── Dataset records ──

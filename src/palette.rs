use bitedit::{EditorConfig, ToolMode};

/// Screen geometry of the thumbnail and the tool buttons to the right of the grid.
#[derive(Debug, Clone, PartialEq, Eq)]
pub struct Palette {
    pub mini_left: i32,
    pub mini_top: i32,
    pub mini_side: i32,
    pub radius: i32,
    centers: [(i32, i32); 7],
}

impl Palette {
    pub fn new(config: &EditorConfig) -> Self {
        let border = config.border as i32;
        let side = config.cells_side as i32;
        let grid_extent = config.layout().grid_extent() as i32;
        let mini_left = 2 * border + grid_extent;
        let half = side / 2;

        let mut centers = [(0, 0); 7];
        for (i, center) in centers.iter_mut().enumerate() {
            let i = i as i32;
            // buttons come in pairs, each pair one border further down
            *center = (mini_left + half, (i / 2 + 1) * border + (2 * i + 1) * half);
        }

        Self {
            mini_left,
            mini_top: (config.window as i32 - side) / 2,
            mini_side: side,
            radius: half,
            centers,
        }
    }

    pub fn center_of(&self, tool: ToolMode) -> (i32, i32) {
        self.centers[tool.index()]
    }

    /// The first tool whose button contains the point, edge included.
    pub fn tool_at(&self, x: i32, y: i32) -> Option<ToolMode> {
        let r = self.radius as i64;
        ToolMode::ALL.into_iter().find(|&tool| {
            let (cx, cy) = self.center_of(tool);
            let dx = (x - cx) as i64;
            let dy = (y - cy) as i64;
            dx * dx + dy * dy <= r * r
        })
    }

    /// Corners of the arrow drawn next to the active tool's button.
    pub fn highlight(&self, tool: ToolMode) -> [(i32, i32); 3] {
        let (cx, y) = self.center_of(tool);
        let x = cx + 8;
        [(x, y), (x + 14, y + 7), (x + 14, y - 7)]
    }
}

───
── Dataset records ──

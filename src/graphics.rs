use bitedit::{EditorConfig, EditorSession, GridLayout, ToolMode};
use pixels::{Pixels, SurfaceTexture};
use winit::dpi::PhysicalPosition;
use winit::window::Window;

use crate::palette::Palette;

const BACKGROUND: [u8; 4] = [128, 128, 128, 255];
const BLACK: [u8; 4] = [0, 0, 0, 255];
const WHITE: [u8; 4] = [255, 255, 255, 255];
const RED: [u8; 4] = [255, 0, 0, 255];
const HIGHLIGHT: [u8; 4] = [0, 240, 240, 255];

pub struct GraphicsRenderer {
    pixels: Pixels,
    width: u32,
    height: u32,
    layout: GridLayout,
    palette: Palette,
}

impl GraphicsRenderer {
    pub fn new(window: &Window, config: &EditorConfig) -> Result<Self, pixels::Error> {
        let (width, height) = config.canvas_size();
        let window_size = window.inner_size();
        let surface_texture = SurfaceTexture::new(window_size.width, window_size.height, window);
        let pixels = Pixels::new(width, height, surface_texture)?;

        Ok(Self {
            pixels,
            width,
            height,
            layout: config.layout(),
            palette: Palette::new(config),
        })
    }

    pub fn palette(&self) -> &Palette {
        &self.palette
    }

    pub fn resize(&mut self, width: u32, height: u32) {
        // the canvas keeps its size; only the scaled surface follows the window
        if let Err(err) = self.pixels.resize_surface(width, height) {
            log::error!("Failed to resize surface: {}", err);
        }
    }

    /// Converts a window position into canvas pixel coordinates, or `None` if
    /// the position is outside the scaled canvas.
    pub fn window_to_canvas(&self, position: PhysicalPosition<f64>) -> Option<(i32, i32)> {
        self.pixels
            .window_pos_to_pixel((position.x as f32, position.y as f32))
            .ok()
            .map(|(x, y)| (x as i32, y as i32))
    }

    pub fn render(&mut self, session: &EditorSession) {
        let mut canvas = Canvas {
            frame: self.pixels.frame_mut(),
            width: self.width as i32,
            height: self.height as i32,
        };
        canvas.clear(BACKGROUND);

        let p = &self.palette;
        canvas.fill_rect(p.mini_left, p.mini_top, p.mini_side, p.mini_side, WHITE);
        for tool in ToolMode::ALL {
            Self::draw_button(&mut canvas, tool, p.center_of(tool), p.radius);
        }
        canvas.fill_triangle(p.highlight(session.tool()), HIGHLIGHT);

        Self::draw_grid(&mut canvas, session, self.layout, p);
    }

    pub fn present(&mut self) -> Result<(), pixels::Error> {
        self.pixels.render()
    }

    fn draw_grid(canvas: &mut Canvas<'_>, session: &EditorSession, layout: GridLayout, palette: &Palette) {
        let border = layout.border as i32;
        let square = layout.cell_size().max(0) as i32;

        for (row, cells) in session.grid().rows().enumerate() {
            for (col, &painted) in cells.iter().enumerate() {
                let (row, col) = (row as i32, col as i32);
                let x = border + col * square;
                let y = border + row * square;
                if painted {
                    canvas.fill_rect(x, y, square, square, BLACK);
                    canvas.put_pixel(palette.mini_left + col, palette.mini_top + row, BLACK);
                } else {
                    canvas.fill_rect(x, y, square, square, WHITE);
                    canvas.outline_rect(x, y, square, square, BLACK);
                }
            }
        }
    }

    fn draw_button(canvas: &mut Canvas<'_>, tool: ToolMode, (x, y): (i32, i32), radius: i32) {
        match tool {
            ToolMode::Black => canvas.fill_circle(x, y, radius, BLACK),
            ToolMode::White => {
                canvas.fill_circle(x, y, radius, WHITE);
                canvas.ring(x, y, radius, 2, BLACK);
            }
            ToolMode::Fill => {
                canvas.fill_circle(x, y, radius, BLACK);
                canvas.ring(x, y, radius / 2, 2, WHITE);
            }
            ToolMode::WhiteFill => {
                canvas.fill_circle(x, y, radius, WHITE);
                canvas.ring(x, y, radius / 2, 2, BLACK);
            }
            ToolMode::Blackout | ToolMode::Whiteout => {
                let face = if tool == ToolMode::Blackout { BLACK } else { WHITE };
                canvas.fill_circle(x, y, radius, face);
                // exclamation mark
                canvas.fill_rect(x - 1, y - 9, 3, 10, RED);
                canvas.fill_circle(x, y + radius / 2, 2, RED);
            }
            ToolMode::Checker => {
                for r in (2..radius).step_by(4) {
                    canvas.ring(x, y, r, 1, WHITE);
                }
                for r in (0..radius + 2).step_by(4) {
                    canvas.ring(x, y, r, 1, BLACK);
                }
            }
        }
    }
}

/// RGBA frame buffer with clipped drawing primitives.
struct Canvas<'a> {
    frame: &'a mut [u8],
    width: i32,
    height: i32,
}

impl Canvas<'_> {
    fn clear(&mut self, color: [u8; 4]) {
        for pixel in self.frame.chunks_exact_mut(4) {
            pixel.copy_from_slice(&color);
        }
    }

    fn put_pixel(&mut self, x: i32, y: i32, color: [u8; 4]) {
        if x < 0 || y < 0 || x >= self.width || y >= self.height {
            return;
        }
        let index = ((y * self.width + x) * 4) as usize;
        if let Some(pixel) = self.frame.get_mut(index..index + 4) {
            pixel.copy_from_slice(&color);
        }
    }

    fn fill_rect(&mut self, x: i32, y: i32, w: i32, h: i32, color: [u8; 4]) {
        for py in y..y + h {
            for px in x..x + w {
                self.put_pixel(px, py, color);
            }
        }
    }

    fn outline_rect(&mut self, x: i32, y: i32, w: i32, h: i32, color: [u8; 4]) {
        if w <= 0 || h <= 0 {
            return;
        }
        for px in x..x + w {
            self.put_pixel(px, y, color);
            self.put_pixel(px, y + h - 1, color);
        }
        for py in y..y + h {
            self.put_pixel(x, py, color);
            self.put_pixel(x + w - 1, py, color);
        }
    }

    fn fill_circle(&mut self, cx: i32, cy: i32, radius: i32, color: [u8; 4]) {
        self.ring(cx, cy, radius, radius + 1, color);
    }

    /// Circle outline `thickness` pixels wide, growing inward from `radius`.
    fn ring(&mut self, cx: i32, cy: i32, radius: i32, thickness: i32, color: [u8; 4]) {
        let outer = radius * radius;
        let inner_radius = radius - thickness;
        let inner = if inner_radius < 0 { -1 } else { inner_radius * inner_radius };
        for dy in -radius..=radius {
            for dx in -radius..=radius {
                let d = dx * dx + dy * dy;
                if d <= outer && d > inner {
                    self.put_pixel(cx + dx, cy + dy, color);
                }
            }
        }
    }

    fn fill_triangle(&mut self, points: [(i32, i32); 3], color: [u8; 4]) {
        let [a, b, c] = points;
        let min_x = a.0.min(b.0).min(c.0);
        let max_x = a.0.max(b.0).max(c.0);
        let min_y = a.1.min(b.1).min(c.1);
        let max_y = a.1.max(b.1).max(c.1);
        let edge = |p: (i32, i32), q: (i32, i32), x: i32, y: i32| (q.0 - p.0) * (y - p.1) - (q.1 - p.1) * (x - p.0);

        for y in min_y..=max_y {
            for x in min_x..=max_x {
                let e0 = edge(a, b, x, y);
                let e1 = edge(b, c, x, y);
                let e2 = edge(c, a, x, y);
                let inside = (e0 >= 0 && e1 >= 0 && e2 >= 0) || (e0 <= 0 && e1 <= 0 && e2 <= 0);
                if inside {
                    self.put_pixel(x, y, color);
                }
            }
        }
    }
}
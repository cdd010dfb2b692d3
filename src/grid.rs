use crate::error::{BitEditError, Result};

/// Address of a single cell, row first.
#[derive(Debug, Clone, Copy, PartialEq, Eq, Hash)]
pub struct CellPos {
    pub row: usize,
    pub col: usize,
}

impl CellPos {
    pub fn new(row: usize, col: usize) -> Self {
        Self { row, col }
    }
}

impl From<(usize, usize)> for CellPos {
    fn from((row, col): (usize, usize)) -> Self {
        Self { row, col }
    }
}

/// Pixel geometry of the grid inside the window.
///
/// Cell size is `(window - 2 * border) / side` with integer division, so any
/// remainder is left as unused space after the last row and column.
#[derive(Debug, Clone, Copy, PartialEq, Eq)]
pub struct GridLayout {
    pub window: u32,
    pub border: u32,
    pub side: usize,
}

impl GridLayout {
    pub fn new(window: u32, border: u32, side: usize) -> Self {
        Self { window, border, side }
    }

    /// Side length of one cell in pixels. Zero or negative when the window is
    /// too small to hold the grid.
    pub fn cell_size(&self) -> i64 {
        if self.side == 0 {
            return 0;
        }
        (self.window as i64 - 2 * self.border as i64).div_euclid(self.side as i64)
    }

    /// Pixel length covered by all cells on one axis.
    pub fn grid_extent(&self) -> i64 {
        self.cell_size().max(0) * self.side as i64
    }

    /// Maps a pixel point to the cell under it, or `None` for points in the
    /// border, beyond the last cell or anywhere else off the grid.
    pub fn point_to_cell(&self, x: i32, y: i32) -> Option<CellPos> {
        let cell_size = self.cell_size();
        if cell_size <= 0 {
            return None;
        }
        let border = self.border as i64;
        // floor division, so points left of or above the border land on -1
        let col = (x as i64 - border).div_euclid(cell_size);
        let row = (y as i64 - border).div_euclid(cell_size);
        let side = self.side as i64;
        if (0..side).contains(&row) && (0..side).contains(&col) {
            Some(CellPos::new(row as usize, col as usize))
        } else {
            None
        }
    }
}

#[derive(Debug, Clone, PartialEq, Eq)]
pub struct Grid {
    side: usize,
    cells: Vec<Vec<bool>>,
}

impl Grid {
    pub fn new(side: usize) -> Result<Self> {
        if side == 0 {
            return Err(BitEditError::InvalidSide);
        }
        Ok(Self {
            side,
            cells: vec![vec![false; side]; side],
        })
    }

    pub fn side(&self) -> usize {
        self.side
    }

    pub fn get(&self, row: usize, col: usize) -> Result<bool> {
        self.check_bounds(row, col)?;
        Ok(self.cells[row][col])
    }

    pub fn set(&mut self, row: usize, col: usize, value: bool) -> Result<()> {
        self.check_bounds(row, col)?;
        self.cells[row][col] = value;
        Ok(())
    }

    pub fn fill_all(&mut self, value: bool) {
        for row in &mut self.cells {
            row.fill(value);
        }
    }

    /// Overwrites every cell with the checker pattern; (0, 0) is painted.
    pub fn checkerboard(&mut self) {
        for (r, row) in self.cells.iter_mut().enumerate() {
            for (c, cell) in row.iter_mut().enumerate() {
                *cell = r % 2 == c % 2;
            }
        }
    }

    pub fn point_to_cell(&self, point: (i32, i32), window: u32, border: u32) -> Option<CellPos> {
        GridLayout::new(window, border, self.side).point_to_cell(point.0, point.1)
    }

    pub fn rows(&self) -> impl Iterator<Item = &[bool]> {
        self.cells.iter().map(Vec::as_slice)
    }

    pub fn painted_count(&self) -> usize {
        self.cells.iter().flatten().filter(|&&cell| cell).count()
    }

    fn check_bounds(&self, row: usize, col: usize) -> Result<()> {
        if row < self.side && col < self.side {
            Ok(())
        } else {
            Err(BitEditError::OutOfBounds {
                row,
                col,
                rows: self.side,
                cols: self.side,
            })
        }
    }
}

───
── Dataset records ──

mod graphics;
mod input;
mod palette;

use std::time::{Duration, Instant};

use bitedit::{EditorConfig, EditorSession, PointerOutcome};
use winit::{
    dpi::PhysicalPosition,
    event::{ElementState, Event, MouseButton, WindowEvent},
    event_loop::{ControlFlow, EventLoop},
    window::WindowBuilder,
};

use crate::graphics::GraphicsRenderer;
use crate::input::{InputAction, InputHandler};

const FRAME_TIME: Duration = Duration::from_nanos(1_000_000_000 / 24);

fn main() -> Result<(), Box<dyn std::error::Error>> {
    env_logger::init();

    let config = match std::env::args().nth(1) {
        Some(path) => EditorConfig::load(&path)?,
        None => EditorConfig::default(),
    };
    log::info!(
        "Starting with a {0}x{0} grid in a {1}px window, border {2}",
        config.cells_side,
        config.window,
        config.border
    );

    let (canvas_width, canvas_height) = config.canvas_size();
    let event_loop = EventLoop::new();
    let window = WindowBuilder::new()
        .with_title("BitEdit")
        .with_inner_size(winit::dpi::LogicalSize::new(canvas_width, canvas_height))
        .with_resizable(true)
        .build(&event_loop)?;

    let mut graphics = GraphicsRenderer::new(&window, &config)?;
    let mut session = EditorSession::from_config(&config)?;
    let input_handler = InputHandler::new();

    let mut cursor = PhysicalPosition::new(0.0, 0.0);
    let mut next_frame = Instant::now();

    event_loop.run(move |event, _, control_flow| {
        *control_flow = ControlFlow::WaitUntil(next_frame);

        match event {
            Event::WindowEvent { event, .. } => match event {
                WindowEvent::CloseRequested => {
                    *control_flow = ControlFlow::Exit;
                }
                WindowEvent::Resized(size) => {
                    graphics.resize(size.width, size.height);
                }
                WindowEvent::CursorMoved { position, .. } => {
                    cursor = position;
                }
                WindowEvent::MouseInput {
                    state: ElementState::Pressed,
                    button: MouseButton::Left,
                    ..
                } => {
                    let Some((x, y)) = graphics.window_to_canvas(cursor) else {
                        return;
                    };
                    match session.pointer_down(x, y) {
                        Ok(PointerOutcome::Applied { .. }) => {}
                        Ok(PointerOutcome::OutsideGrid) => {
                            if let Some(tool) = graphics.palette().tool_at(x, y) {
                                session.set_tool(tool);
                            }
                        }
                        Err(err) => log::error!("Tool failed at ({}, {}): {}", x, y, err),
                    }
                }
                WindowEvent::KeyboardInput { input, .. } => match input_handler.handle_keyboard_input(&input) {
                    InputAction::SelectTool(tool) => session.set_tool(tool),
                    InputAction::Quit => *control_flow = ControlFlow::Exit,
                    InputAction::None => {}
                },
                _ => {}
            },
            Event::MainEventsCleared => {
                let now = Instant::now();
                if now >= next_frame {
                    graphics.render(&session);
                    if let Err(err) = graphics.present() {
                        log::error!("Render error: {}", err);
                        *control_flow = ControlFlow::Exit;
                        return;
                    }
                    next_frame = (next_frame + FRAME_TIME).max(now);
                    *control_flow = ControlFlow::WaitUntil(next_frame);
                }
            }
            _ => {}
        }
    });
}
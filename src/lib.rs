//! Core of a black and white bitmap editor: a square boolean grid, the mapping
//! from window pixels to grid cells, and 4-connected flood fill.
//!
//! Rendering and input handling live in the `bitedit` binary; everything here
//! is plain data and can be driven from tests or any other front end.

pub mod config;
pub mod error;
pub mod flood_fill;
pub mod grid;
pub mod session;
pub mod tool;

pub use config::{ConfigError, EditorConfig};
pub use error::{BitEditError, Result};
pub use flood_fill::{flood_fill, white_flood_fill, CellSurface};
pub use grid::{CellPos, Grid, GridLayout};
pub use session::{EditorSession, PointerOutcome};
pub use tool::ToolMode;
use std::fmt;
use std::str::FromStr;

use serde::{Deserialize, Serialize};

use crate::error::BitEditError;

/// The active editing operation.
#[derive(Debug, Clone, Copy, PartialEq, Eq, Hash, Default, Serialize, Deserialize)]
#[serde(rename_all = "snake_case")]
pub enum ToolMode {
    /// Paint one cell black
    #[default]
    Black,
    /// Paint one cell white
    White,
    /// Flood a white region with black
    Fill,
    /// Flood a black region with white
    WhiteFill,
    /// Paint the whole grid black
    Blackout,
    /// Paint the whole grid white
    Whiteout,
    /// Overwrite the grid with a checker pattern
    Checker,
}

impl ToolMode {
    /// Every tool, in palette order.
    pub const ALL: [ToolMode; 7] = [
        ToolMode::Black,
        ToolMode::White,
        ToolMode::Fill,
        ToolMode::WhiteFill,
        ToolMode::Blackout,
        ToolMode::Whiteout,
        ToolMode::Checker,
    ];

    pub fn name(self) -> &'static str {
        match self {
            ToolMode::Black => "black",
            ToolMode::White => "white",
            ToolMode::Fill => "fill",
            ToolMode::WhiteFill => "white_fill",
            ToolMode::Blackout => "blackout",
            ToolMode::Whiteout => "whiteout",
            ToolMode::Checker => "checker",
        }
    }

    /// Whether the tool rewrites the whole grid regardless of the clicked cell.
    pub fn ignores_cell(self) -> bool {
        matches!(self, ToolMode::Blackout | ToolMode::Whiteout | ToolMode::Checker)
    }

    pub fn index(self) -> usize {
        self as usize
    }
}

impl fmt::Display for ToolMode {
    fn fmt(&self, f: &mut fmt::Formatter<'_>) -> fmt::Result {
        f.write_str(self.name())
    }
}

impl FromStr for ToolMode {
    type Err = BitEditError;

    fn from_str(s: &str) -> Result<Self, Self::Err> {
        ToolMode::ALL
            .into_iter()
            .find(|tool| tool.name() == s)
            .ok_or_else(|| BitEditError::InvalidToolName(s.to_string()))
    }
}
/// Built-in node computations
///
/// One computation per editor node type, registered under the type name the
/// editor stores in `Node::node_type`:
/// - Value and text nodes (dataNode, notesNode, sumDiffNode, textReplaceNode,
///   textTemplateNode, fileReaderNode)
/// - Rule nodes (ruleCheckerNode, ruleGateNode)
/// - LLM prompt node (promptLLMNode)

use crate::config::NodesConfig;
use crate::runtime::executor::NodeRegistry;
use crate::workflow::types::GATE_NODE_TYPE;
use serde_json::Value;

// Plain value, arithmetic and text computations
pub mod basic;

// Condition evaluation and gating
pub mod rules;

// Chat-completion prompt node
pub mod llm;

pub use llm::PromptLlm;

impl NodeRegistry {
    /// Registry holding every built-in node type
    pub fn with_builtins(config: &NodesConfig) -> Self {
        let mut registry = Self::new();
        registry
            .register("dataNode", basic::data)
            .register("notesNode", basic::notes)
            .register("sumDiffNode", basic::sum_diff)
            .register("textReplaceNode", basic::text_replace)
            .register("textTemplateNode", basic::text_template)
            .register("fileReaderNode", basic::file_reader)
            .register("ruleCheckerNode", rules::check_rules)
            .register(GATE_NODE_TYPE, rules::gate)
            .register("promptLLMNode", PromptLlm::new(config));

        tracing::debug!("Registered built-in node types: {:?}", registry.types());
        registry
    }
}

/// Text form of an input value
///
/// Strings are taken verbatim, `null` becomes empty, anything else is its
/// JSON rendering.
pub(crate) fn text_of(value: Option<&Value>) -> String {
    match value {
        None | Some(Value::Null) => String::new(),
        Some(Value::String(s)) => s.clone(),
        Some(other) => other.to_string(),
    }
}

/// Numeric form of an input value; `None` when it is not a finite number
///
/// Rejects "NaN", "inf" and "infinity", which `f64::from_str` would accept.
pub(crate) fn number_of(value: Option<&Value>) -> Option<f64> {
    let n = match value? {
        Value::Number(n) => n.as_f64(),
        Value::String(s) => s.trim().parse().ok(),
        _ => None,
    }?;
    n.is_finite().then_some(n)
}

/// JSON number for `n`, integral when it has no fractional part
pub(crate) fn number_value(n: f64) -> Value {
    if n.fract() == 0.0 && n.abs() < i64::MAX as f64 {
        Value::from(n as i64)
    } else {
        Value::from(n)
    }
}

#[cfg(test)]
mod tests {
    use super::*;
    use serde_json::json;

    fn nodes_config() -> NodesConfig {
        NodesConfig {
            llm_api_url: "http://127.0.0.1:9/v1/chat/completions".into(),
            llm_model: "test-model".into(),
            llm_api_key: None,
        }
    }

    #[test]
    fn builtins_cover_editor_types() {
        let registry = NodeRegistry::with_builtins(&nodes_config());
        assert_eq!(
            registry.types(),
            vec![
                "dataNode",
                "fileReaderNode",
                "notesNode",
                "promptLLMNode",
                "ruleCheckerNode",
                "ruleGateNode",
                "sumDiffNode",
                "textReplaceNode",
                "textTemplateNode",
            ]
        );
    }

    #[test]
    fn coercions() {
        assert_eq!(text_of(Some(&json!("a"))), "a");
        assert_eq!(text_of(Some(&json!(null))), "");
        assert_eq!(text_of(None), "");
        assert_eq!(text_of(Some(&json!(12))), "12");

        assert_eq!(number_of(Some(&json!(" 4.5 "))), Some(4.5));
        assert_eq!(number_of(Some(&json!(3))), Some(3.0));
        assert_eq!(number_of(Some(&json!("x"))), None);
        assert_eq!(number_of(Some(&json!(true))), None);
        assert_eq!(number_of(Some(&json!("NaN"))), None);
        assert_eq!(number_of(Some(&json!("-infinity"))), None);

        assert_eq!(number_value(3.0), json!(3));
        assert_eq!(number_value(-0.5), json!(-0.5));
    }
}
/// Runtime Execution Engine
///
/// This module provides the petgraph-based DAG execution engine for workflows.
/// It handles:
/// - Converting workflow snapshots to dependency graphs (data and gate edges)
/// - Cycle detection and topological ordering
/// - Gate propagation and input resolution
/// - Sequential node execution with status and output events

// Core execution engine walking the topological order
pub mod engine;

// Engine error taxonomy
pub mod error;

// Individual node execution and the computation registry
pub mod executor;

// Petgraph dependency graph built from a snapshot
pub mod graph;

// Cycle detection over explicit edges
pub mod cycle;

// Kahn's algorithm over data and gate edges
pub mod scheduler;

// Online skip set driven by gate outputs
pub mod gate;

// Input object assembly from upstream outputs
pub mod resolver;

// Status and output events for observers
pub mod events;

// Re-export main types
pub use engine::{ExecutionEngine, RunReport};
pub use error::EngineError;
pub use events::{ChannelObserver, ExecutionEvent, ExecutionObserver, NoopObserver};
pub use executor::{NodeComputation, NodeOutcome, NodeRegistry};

───

Exercise brief:
Nothing but the lines above from the one containing "self.cells[row][col] = value;" through the one containing "pub fn painted_count(&self)" should appear in the answer, each repeated exactly.

Your solution:
        self.cells[row][col] = value;
        Ok(())
    }

    pub fn fill_all(&mut self, value: bool) {
        for row in &mut self.cells {
            row.fill(value);
        }
    }

    /// Overwrites every cell with the checker pattern; (0, 0) is painted.
    pub fn checkerboard(&mut self) {
        for (r, row) in self.cells.iter_mut().enumerate() {
            for (c, cell) in row.iter_mut().enumerate() {
                *cell = r % 2 == c % 2;
            }
        }
    }

    pub fn point_to_cell(&self, point: (i32, i32), window: u32, border: u32) -> Option<CellPos> {
        GridLayout::new(window, border, self.side).point_to_cell(point.0, point.1)
    }

    pub fn rows(&self) -> impl Iterator<Item = &[bool]> {
        self.cells.iter().map(Vec::as_slice)
    }

    pub fn painted_count(&self) -> usize {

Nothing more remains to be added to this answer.